Not all commercial gas buyers overpay equally. Some industries are structurally positioned to overpay — high gas consumption without procurement sophistication, multiple locations with fragmented contracts, seasonal usage that makes the case for proactive buying more urgent.

After working with businesses across the country in deregulated natural gas markets, we've identified the seven industry categories that most consistently overpay for commercial gas — and the specific interventions that drive the most savings for each.

If your business falls into one of these categories, this guide is your roadmap.

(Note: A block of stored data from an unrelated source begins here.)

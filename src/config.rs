use std::path::PathBuf;
use std::time::Duration;

use anyhow::{Context, Result};

pub const DATA_DIR_VAR: &str = "LUNA_DATA_DIR";
pub const SAVE_DEBOUNCE_VAR: &str = "LUNA_SAVE_DEBOUNCE_MS";
pub const LOG_LEVEL_VAR: &str = "LOG_LEVEL";

#[derive(Debug, Clone, PartialEq, Eq)]
pub struct Config {
    pub data_dir: PathBuf,
    pub save_debounce: Duration,
    pub log_level: String,
}

impl Default for Config {
    fn default() -> Self {
        Self {
            data_dir: PathBuf::from("data"),
            save_debounce: Duration::from_millis(500),
            log_level: "info".to_string(),
        }
    }
}

impl Config {
    /// Reads the process environment. Call `dotenvy::dotenv()` first to pick
    /// up a `.env` file.
    pub fn from_env() -> Result<Self> {
        Self::from_lookup(|name| std::env::var(name).ok())
    }

    pub fn from_lookup(lookup: impl Fn(&str) -> Option<String>) -> Result<Self> {
        let mut config = Self::default();

        if let Some(dir) = lookup(DATA_DIR_VAR).filter(|v| !v.trim().is_empty()) {
            config.data_dir = PathBuf::from(dir);
        }
        if let Some(ms) = lookup(SAVE_DEBOUNCE_VAR) {
            let ms: u64 = ms
                .trim()
                .parse()
                .with_context(|| format!("{SAVE_DEBOUNCE_VAR} must be a whole number of milliseconds, got {ms:?}"))?;
            config.save_debounce = Duration::from_millis(ms);
        }
        if let Some(level) = lookup(LOG_LEVEL_VAR).filter(|v| !v.trim().is_empty()) {
            config.log_level = level.trim().to_ascii_lowercase();
        }

        Ok(config)
    }
}
//! The on-disk form of the collection: one JSON object in one file.
//!
//! Writes go to a uniquely named temp file in the same directory, are
//! fsynced, then renamed over the target, so a reader sees either the old
//! collection or the new one.

use std::io::ErrorKind;
use std::path::{Path, PathBuf};

use chrono::NaiveDate;
use serde::Deserialize;
use serde_json::Value;
use tokio::io::AsyncWriteExt;
use uuid::Uuid;

use crate::collection::LogCollection;
use crate::error::{Result, StoreError};
use crate::models::{LogFields, LogRecord};

/// Well-known key the whole collection is stored under.
pub const STORAGE_KEY: &str = "activity_logs";

pub fn storage_file(data_dir: &Path) -> PathBuf {
    data_dir.join(format!("{STORAGE_KEY}.json"))
}

/// Reads the stored collection. `Ok(None)` when nothing has been stored yet.
pub(crate) async fn read(path: &Path) -> Result<Option<LogCollection>> {
    let bytes = match tokio::fs::read(path).await {
        Ok(bytes) => bytes,
        Err(e) if e.kind() == ErrorKind::NotFound => return Ok(None),
        Err(e) => return Err(StoreError::io(path, e)),
    };
    decode(&bytes).map(Some)
}

/// Decodes a stored payload entry by entry. Entries with a bad date key or a
/// non-object body are skipped; anything else missing from a body defaults.
pub(crate) fn decode(bytes: &[u8]) -> Result<LogCollection> {
    let payload: Value = serde_json::from_slice(bytes).map_err(|e| StoreError::Decode {
        details: e.to_string(),
    })?;
    let Value::Object(entries) = payload else {
        return Err(StoreError::Decode {
            details: "top-level value is not an object".into(),
        });
    };

    let mut collection = LogCollection::new();
    for (key, body) in entries {
        let Ok(date) = NaiveDate::parse_from_str(&key, "%Y-%m-%d") else {
            tracing::warn!("⚠️ skipping stored log with invalid date key {:?}", key);
            continue;
        };
        if !body.is_object() {
            tracing::warn!("⚠️ skipping stored log for {}: not an object", date);
            continue;
        }
        match LogFields::deserialize(body) {
            Ok(fields) => {
                collection.insert(LogRecord::new(date, fields));
            }
            Err(e) => tracing::warn!("⚠️ skipping stored log for {}: {}", date, e),
        }
    }
    Ok(collection)
}

pub(crate) async fn write(path: &Path, collection: &LogCollection) -> Result<()> {
    let json = serde_json::to_vec_pretty(collection).map_err(StoreError::Serialize)?;

    let dir = match path.parent() {
        Some(parent) if !parent.as_os_str().is_empty() => parent.to_path_buf(),
        _ => PathBuf::from("."),
    };
    tokio::fs::create_dir_all(&dir)
        .await
        .map_err(|e| StoreError::io(&dir, e))?;

    let tmp_path = dir.join(format!(".{STORAGE_KEY}.{}.tmp", Uuid::new_v4()));
    if let Err(e) = write_synced(&tmp_path, &json).await {
        let _ = tokio::fs::remove_file(&tmp_path).await;
        return Err(e);
    }
    if let Err(e) = tokio::fs::rename(&tmp_path, path).await {
        let _ = tokio::fs::remove_file(&tmp_path).await;
        return Err(StoreError::io(path, e));
    }
    Ok(())
}

async fn write_synced(path: &Path, bytes: &[u8]) -> Result<()> {
    let mut file = tokio::fs::File::create(path)
        .await
        .map_err(|e| StoreError::io(path, e))?;
    file.write_all(bytes).await.map_err(|e| StoreError::io(path, e))?;
    file.sync_all().await.map_err(|e| StoreError::io(path, e))?;
    Ok(())
}

/// Removes the stored collection. Removing nothing is not an error.
pub(crate) async fn remove(path: &Path) -> Result<()> {
    match tokio::fs::remove_file(path).await {
        Ok(()) => Ok(()),
        Err(e) if e.kind() == ErrorKind::NotFound => Ok(()),
        Err(e) => Err(StoreError::io(path, e)),
    }
}
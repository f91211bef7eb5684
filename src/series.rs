//! Chart-ready projections of the collection.
//!
//! Values stay opaque strings in storage. Only here are they turned into
//! numbers: numeric text is parsed, multi-selects count their selections and
//! single-selects become their 1-based position in the option list, with 0
//! reserved for "unknown".

use std::collections::BTreeMap;

use chrono::{Datelike, NaiveDate};
use serde::Serialize;

use crate::collection::LogCollection;
use crate::fields::{FieldKind, LogField};
use crate::models::{RawValue, YearMonth};

/// Longest axis label shown before it is cut short with an ellipsis.
pub const MAX_LABEL_CHARS: usize = 8;

/// One day of [`time_series`] output.
#[derive(Debug, Clone, PartialEq, Serialize)]
pub struct SeriesPoint {
    pub date: NaiveDate,
    #[serde(flatten)]
    pub values: BTreeMap<LogField, RawValue>,
}

/// Raw stored values of `fields` (every field when empty) for each logged day
/// in the inclusive window, oldest first.
pub fn time_series(
    logs: &LogCollection,
    fields: &[LogField],
    start: Option<NaiveDate>,
    end: Option<NaiveDate>,
) -> Vec<SeriesPoint> {
    let fields = if fields.is_empty() {
        &LogField::ALL[..]
    } else {
        fields
    };
    logs.within(start, end)
        .map(|record| SeriesPoint {
            date: record.date(),
            values: fields
                .iter()
                .map(|field| (*field, record.fields().value(*field)))
                .collect(),
        })
        .collect()
}

/// Encoded values of one field for every day of a month; `None` marks a day
/// with nothing logged for the field.
#[derive(Debug, Clone, PartialEq, Serialize)]
pub struct FieldSeries {
    pub field: LogField,
    pub values: Vec<Option<f64>>,
}

impl FieldSeries {
    pub fn has_data(&self) -> bool {
        self.values.iter().any(Option::is_some)
    }

    pub fn label(&self, value: f64) -> String {
        decode_label(self.field, value)
    }
}

#[derive(Debug, Clone, PartialEq, Serialize)]
pub struct MonthlySeries {
    pub month: YearMonth,
    pub days_in_month: u32,
    pub series: Vec<FieldSeries>,
}

impl MonthlySeries {
    /// A chart is only worth drawing when some requested field has a value.
    pub fn is_renderable(&self) -> bool {
        self.series.iter().any(FieldSeries::has_data)
    }

    pub fn into_renderable(self) -> Option<Self> {
        self.is_renderable().then_some(self)
    }

    pub fn field(&self, field: LogField) -> Option<&FieldSeries> {
        self.series.iter().find(|s| s.field == field)
    }
}

pub fn monthly_series(
    logs: &LogCollection,
    month: YearMonth,
    primary: LogField,
    secondary: Option<LogField>,
) -> MonthlySeries {
    let days_in_month = month.days_in_month();
    let mut fields = vec![primary];
    fields.extend(secondary.filter(|f| *f != primary));

    let series = fields
        .into_iter()
        .map(|field| {
            let mut values = vec![None; days_in_month as usize];
            for record in logs.within(Some(month.first_day()), Some(month.last_day())) {
                let index = record.date().day0() as usize;
                if let Some(slot) = values.get_mut(index) {
                    *slot = encode_value(field, &record.fields().value(field));
                }
            }
            FieldSeries { field, values }
        })
        .collect();

    MonthlySeries {
        month,
        days_in_month,
        series,
    }
}

/// Numeric form of a stored value, `None` when the value is missing.
pub fn encode_value(field: LogField, value: &RawValue) -> Option<f64> {
    match value {
        RawValue::Missing => None,
        RawValue::Options(selected) => Some(selected.len() as f64),
        RawValue::Text(text) => Some(match field.kind() {
            FieldKind::Numeric => parse_number(text),
            FieldKind::SingleSelect(options) => encode_choice(options, text),
            FieldKind::MultiSelect(_) => 1.0,
        }),
    }
}

/// 1-based position of `value` in `options`, 0 when it is not one of them.
pub fn encode_choice(options: &[&str], value: &str) -> f64 {
    options
        .iter()
        .position(|option| *option == value)
        .map_or(0.0, |index| (index + 1) as f64)
}

fn parse_number(text: &str) -> f64 {
    text.trim()
        .parse::<f64>()
        .ok()
        .filter(|n| n.is_finite())
        .unwrap_or(0.0)
}

/// Axis label for an encoded value. Single-select fields map back to their
/// option; everything else, and codes outside the option list, show the
/// number itself.
pub fn decode_label(field: LogField, value: f64) -> String {
    match field.kind() {
        FieldKind::SingleSelect(options) => decode_choice(options, value)
            .map(truncate_label)
            .unwrap_or_else(|| value.to_string()),
        _ => value.to_string(),
    }
}

pub fn decode_choice<'a>(options: &[&'a str], value: f64) -> Option<&'a str> {
    if !value.is_finite() {
        return None;
    }
    let index = value.round() as i64 - 1;
    usize::try_from(index)
        .ok()
        .and_then(|i| options.get(i))
        .copied()
}

fn truncate_label(label: &str) -> String {
    if label.chars().count() <= MAX_LABEL_CHARS {
        return label.to_string();
    }
    let head: String = label.chars().take(MAX_LABEL_CHARS - 1).collect();
    format!("{}…", head.trim_end())
}
//! Grayscale PNG encoding for rendered noise fields.
//!
//! Compression and filtering are pinned, and the png crate writes no
//! timestamps, so equal pixels always encode to equal bytes. The BLAKE3
//! digest of those bytes is reported as the fingerprint of a render.

use png::{BitDepth, ColorType, Compression, Encoder, FilterType};
use thiserror::Error;

/// Errors from encoding a render.
#[derive(Debug, Error)]
pub enum EncodeError {
    #[error("Render must be at least 1x1, got {width}x{height}")]
    EmptyImage { width: u32, height: u32 },

    #[error("Pixel buffer holds {actual} bytes, {width}x{height} needs {expected}")]
    BufferSize {
        width: u32,
        height: u32,
        expected: usize,
        actual: usize,
    },

    #[error("PNG encoder failed: {0}")]
    Png(#[from] png::EncodingError),
}

/// Row-major 8-bit grayscale pixels with their dimensions.
#[derive(Debug, Clone, Copy)]
pub struct GrayImage<'a> {
    pixels: &'a [u8],
    width: u32,
    height: u32,
}

/// Encoded PNG bytes and their BLAKE3 hex digest.
#[derive(Debug, Clone, PartialEq, Eq)]
pub struct EncodedPng {
    pub bytes: Vec<u8>,
    pub blake3: String,
}

impl<'a> GrayImage<'a> {
    pub fn new(pixels: &'a [u8], width: u32, height: u32) -> Result<Self, EncodeError> {
        if width == 0 || height == 0 {
            return Err(EncodeError::EmptyImage { width, height });
        }
        let expected = width as usize * height as usize;
        if pixels.len() != expected {
            return Err(EncodeError::BufferSize {
                width,
                height,
                expected,
                actual: pixels.len(),
            });
        }
        Ok(Self {
            pixels,
            width,
            height,
        })
    }

    /// Encode with the pinned settings and fingerprint the result.
    pub fn encode(&self) -> Result<EncodedPng, EncodeError> {
        let mut bytes = Vec::with_capacity(self.pixels.len() / 2 + 64);
        {
            let mut encoder = Encoder::new(&mut bytes, self.width, self.height);
            encoder.set_color(ColorType::Grayscale);
            encoder.set_depth(BitDepth::Eight);
            encoder.set_compression(Compression::Default);
            encoder.set_filter(FilterType::NoFilter);
            encoder.write_header()?.write_image_data(self.pixels)?;
        }
        let blake3 = digest(&bytes);
        Ok(EncodedPng { bytes, blake3 })
    }
}

/// BLAKE3 hex digest of `bytes`.
pub fn digest(bytes: &[u8]) -> String {
    blake3::hash(bytes).to_hex().to_string()
}
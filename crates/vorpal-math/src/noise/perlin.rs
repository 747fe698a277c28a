//! Perlin noise implementation.
//!
//! Classic gradient noise in 1 to 4 dimensions over the shared permutation
//! table, with an optional repeat period for tileable output.

use super::{fast_floor, lerp, quintic, Noise, NoiseError};
use crate::permutation::perm;

/// Perlin noise generator.
///
/// Without a repeat period the lattice is unbounded (the permutation table
/// itself repeats every 256 cells). With a period `r`, every axis satisfies
/// `noise(x) == noise(x + r)`.
#[derive(Debug, Clone, Copy, Default, PartialEq, Eq)]
pub struct PerlinNoise {
    /// Optional wrap period in lattice cells.
    repeat: Option<u32>,
}

/// Lattice corners and fractional offset along one axis.
#[derive(Clone, Copy)]
struct Axis {
    lo: i32,
    hi: i32,
    frac: f64,
}

impl PerlinNoise {
    /// Create a Perlin noise generator with an unbounded lattice.
    pub fn new() -> Self {
        Self { repeat: None }
    }

    /// Create a Perlin noise generator that tiles every `period` cells.
    pub fn with_repeat(period: u32) -> Result<Self, NoiseError> {
        if period == 0 {
            return Err(NoiseError::InvalidParameter {
                name: "repeat",
                reason: "period must be positive".to_string(),
            });
        }
        tracing::debug!(period, "perlin noise with repeat period");
        Ok(Self {
            repeat: Some(period),
        })
    }

    /// The configured repeat period, if any.
    pub fn repeat(&self) -> Option<u32> {
        self.repeat
    }

    /// Locate the lattice cell containing `coord`.
    #[inline]
    fn axis(&self, coord: f64) -> Axis {
        match self.repeat {
            Some(period) => {
                let period_f = period as f64;
                let coord = coord.rem_euclid(period_f);
                // rem_euclid can round up to exactly `period` for tiny negative inputs
                let coord = if coord >= period_f { 0.0 } else { coord };
                let lo = fast_floor(coord);
                Axis {
                    lo,
                    hi: (lo + 1) % period as i32,
                    frac: coord - lo as f64,
                }
            }
            None => {
                let lo = fast_floor(coord);
                Axis {
                    lo,
                    hi: lo.wrapping_add(1),
                    frac: coord - lo as f64,
                }
            }
        }
    }

    #[inline]
    fn lattice(v: i32) -> usize {
        (v & 255) as usize
    }

    #[inline]
    fn hash1(x: i32) -> usize {
        perm(Self::lattice(x))
    }

    #[inline]
    fn hash2(x: i32, y: i32) -> usize {
        perm(perm(Self::lattice(x)) + Self::lattice(y))
    }

    #[inline]
    fn hash3(x: i32, y: i32, z: i32) -> usize {
        perm(Self::hash2(x, y) + Self::lattice(z))
    }

    #[inline]
    fn hash4(x: i32, y: i32, z: i32, w: i32) -> usize {
        perm(Self::hash3(x, y, z) + Self::lattice(w))
    }

    #[inline]
    fn grad1(hash: usize, x: f64) -> f64 {
        if hash & 1 == 0 {
            x
        } else {
            -x
        }
    }

    #[inline]
    fn grad2(hash: usize, x: f64, y: f64) -> f64 {
        let u = if hash & 1 == 0 { x } else { -x };
        let v = if hash & 2 == 0 { y } else { -y };
        u + v
    }

    /// Ken Perlin's 12 edge gradients, selected by the low four hash bits.
    #[inline]
    fn grad3(hash: usize, x: f64, y: f64, z: f64) -> f64 {
        let h = hash & 15;
        let u = if h < 8 { x } else { y };
        let v = if h < 4 {
            y
        } else if h == 12 || h == 14 {
            x
        } else {
            z
        };
        (if h & 1 == 0 { u } else { -u }) + (if h & 2 == 0 { v } else { -v })
    }

    #[inline]
    fn grad4(hash: usize, x: f64, y: f64, z: f64, w: f64) -> f64 {
        let h = hash & 31;
        let u = if h < 24 { x } else { y };
        let v = if h < 16 { y } else { z };
        let s = if h < 8 { z } else { w };
        (if h & 1 == 0 { u } else { -u })
            + (if h & 2 == 0 { v } else { -v })
            + (if h & 4 == 0 { s } else { -s })
    }

    /// Brings 4D output into `[-1, 1]`. Unnormalized 4D gradients can reach
    /// about 1.54 in the worst case.
    const SCALE4: f64 = 0.65;

    /// Trilinear blend of the eight corners of the cube at a fixed `w` corner.
    #[allow(clippy::too_many_arguments)]
    fn cube4(ax: Axis, ay: Axis, az: Axis, w: i32, fw: f64, u: f64, v: f64, t: f64) -> f64 {
        let (fx, fy, fz) = (ax.frac, ay.frac, az.frac);

        let x1 = lerp(
            Self::grad4(Self::hash4(ax.lo, ay.lo, az.lo, w), fx, fy, fz, fw),
            Self::grad4(Self::hash4(ax.hi, ay.lo, az.lo, w), fx - 1.0, fy, fz, fw),
            u,
        );
        let x2 = lerp(
            Self::grad4(Self::hash4(ax.lo, ay.hi, az.lo, w), fx, fy - 1.0, fz, fw),
            Self::grad4(Self::hash4(ax.hi, ay.hi, az.lo, w), fx - 1.0, fy - 1.0, fz, fw),
            u,
        );
        let y1 = lerp(x1, x2, v);

        let x3 = lerp(
            Self::grad4(Self::hash4(ax.lo, ay.lo, az.hi, w), fx, fy, fz - 1.0, fw),
            Self::grad4(Self::hash4(ax.hi, ay.lo, az.hi, w), fx - 1.0, fy, fz - 1.0, fw),
            u,
        );
        let x4 = lerp(
            Self::grad4(Self::hash4(ax.lo, ay.hi, az.hi, w), fx, fy - 1.0, fz - 1.0, fw),
            Self::grad4(
                Self::hash4(ax.hi, ay.hi, az.hi, w),
                fx - 1.0,
                fy - 1.0,
                fz - 1.0,
                fw,
            ),
            u,
        );
        let y2 = lerp(x3, x4, v);

        lerp(y1, y2, t)
    }
}

impl Noise for PerlinNoise {
    fn noise1(&self, x: f64) -> f64 {
        let ax = self.axis(x);
        let u = quintic(ax.frac);

        let a = Self::grad1(Self::hash1(ax.lo), ax.frac);
        let b = Self::grad1(Self::hash1(ax.hi), ax.frac - 1.0);
        lerp(a, b, u)
    }

    fn noise2(&self, x: f64, y: f64) -> f64 {
        let ax = self.axis(x);
        let ay = self.axis(y);
        let (fx, fy) = (ax.frac, ay.frac);

        let u = quintic(fx);
        let v = quintic(fy);

        // Gradient dot products at the four corners
        let n00 = Self::grad2(Self::hash2(ax.lo, ay.lo), fx, fy);
        let n10 = Self::grad2(Self::hash2(ax.hi, ay.lo), fx - 1.0, fy);
        let n01 = Self::grad2(Self::hash2(ax.lo, ay.hi), fx, fy - 1.0);
        let n11 = Self::grad2(Self::hash2(ax.hi, ay.hi), fx - 1.0, fy - 1.0);

        let nx0 = lerp(n00, n10, u);
        let nx1 = lerp(n01, n11, u);
        lerp(nx0, nx1, v)
    }

    fn noise3(&self, x: f64, y: f64, z: f64) -> f64 {
        let ax = self.axis(x);
        let ay = self.axis(y);
        let az = self.axis(z);
        let (fx, fy, fz) = (ax.frac, ay.frac, az.frac);

        let u = quintic(fx);
        let v = quintic(fy);
        let w = quintic(fz);

        let aaa = Self::grad3(Self::hash3(ax.lo, ay.lo, az.lo), fx, fy, fz);
        let baa = Self::grad3(Self::hash3(ax.hi, ay.lo, az.lo), fx - 1.0, fy, fz);
        let aba = Self::grad3(Self::hash3(ax.lo, ay.hi, az.lo), fx, fy - 1.0, fz);
        let bba = Self::grad3(Self::hash3(ax.hi, ay.hi, az.lo), fx - 1.0, fy - 1.0, fz);
        let aab = Self::grad3(Self::hash3(ax.lo, ay.lo, az.hi), fx, fy, fz - 1.0);
        let bab = Self::grad3(Self::hash3(ax.hi, ay.lo, az.hi), fx - 1.0, fy, fz - 1.0);
        let abb = Self::grad3(Self::hash3(ax.lo, ay.hi, az.hi), fx, fy - 1.0, fz - 1.0);
        let bbb = Self::grad3(
            Self::hash3(ax.hi, ay.hi, az.hi),
            fx - 1.0,
            fy - 1.0,
            fz - 1.0,
        );

        let y1 = lerp(lerp(aaa, baa, u), lerp(aba, bba, u), v);
        let y2 = lerp(lerp(aab, bab, u), lerp(abb, bbb, u), v);
        lerp(y1, y2, w)
    }

    fn noise4(&self, x: f64, y: f64, z: f64, w: f64) -> f64 {
        let ax = self.axis(x);
        let ay = self.axis(y);
        let az = self.axis(z);
        let aw = self.axis(w);

        let u = quintic(ax.frac);
        let v = quintic(ay.frac);
        let t = quintic(az.frac);
        let s = quintic(aw.frac);

        // Blend the near and far cubes of the 16-corner hypercube along w
        let near = Self::cube4(ax, ay, az, aw.lo, aw.frac, u, v, t);
        let far = Self::cube4(ax, ay, az, aw.hi, aw.frac - 1.0, u, v, t);
        lerp(near, far, s) * Self::SCALE4
    }
}
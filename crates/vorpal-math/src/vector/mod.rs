//! 2D and 3D vector algebra.
//!
//! Vectors are immutable `Copy` values. Every operation returns a new vector;
//! the Euclidean magnitude is computed once at construction and cached.
//! Shared geometry (projection, reflection, angle, magnitude limiting) lives
//! as provided methods on the [`Vector`] trait.

mod vector2;
mod vector3;

use std::ops::{Add, Div, Mul, Neg, Sub};

use crate::angle::Angle;

pub use vector2::Vector2D;
pub use vector3::Vector3D;

/// Operations shared by [`Vector2D`] and [`Vector3D`].
pub trait Vector:
    Copy
    + PartialEq
    + Add<Output = Self>
    + Sub<Output = Self>
    + Neg<Output = Self>
    + Mul<f64, Output = Self>
    + Div<f64, Output = Self>
{
    /// The zero vector.
    const ZERO: Self;

    /// Dot product.
    fn dot(self, other: Self) -> f64;

    /// Hadamard (component-wise) product.
    fn hadamard(self, other: Self) -> Self;

    /// Euclidean norm.
    fn magnitude(self) -> f64;

    /// Multiply every component by `scalar`.
    fn scale(self, scalar: f64) -> Self {
        self * scalar
    }

    fn magnitude_squared(self) -> f64 {
        self.dot(self)
    }

    /// Unit vector in the same direction. The zero vector normalizes to
    /// itself.
    fn normalized(self) -> Self {
        let magnitude = self.magnitude();
        if magnitude == 0.0 {
            self
        } else {
            self / magnitude
        }
    }

    /// Project `a` onto `self`. Projecting onto the zero vector yields zero.
    fn project(self, a: Self) -> Self {
        let denom = self.dot(self);
        if denom == 0.0 {
            return Self::ZERO;
        }
        self * (a.dot(self) / denom)
    }

    /// Reflect across the hyperplane with normal `n`. `n` does not need to
    /// be normalized; a zero normal leaves the vector unchanged.
    fn reflect(self, n: Self) -> Self {
        let n = n.normalized();
        self - n * (2.0 * self.dot(n))
    }

    /// Unsigned angle between `self` and `other`, in radians.
    ///
    /// The angle involving a zero vector is reported as zero.
    fn angle(self, other: Self) -> Angle {
        let denom = self.magnitude() * other.magnitude();
        if denom == 0.0 {
            return Angle::radians(0.0);
        }
        Angle::acos((self.dot(other) / denom).clamp(-1.0, 1.0))
    }

    /// Distance between the points `self` and `other`.
    fn distance(self, other: Self) -> f64 {
        (self - other).magnitude()
    }

    /// Shorten the vector to at most `max` length, keeping its direction.
    fn limit_magnitude(self, max: f64) -> Self {
        if self.magnitude() <= max {
            self
        } else {
            self.normalized() * max
        }
    }

    /// Keep the length within `[min, max]`, keeping the direction. A zero
    /// vector has no direction and stays zero.
    fn clamp_magnitude(self, min: f64, max: f64) -> Self {
        let magnitude = self.magnitude();
        if magnitude < min {
            self.normalized() * min
        } else if magnitude > max {
            self.normalized() * max
        } else {
            self
        }
    }

    /// Same direction with length `magnitude`. Zero stays zero.
    fn set_magnitude(self, magnitude: f64) -> Self {
        self.normalized() * magnitude
    }

    /// Linear interpolation: `t = 0` gives `self`, `t = 1` gives `other`.
    /// Values outside `[0, 1]` extrapolate.
    fn lerp(self, other: Self, t: f64) -> Self {
        self * (1.0 - t) + other * t
    }
}

/// Implements the arithmetic operators for a vector type with the given
/// component fields.
macro_rules! impl_vector_ops {
    ($ty:ident { $($field:ident),+ }) => {
        impl std::ops::Add for $ty {
            type Output = Self;
            fn add(self, other: Self) -> Self {
                Self::new($(self.$field + other.$field),+)
            }
        }

        impl std::ops::Sub for $ty {
            type Output = Self;
            fn sub(self, other: Self) -> Self {
                Self::new($(self.$field - other.$field),+)
            }
        }

        impl std::ops::Neg for $ty {
            type Output = Self;
            fn neg(self) -> Self {
                Self::new($(-self.$field),+)
            }
        }

        impl std::ops::Mul<f64> for $ty {
            type Output = Self;
            fn mul(self, scalar: f64) -> Self {
                Self::new($(self.$field * scalar),+)
            }
        }

        impl std::ops::Mul<$ty> for f64 {
            type Output = $ty;
            fn mul(self, vector: $ty) -> $ty {
                vector * self
            }
        }

        impl std::ops::Div<f64> for $ty {
            type Output = Self;
            fn div(self, scalar: f64) -> Self {
                Self::new($(self.$field / scalar),+)
            }
        }

        impl std::ops::AddAssign for $ty {
            fn add_assign(&mut self, other: Self) {
                *self = *self + other;
            }
        }

        impl std::ops::SubAssign for $ty {
            fn sub_assign(&mut self, other: Self) {
                *self = *self - other;
            }
        }

        impl std::iter::Sum for $ty {
            fn sum<I: Iterator<Item = Self>>(iter: I) -> Self {
                iter.fold(<Self as $crate::vector::Vector>::ZERO, |acc, v| acc + v)
            }
        }

        impl PartialEq for $ty {
            fn eq(&self, other: &Self) -> bool {
                $(self.$field == other.$field)&&+
            }
        }
    };
}

pub(crate) use impl_vector_ops;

Manufacturing Facilities: High Volume Means High Leverage at the Table

Manufacturing is the most natural gas-intensive commercial sector. According to the U.S. Energy Information Administration, the industrial sector — dominated by manufacturing — accounts for approximately one-third of total U.S. natural gas consumption. For individual manufacturers, gas can represent 15–40% of total operating costs.

And yet, many manufacturers — particularly mid-size operations with annual consumption in the 1–10 million therm range — approach gas procurement the same way a small restaurant does: reactively, without competitive bidding, and often with contracts that auto-renewed years ago.

Why Manufacturers Overpay

  • Operations teams focus on production, not procurement. Gas is a utility, not a core business function — so no one "owns" it strategically
  • Consumption size creates complexity. Large accounts require more sophisticated contract structures, and many suppliers give standard terms to accounts that should be getting custom pricing
  • Process changes affect volume. Manufacturers expanding capacity, adding shift work, or changing production mix often find their consumption diverging significantly from their contracted nomination — triggering balancing penalties

The Fix for Manufacturers

High-volume manufacturing accounts should be engaging in direct competitive bidding with the top 5–7 suppliers in their market, plus working with a broker to ensure they're accessing all available pricing tiers.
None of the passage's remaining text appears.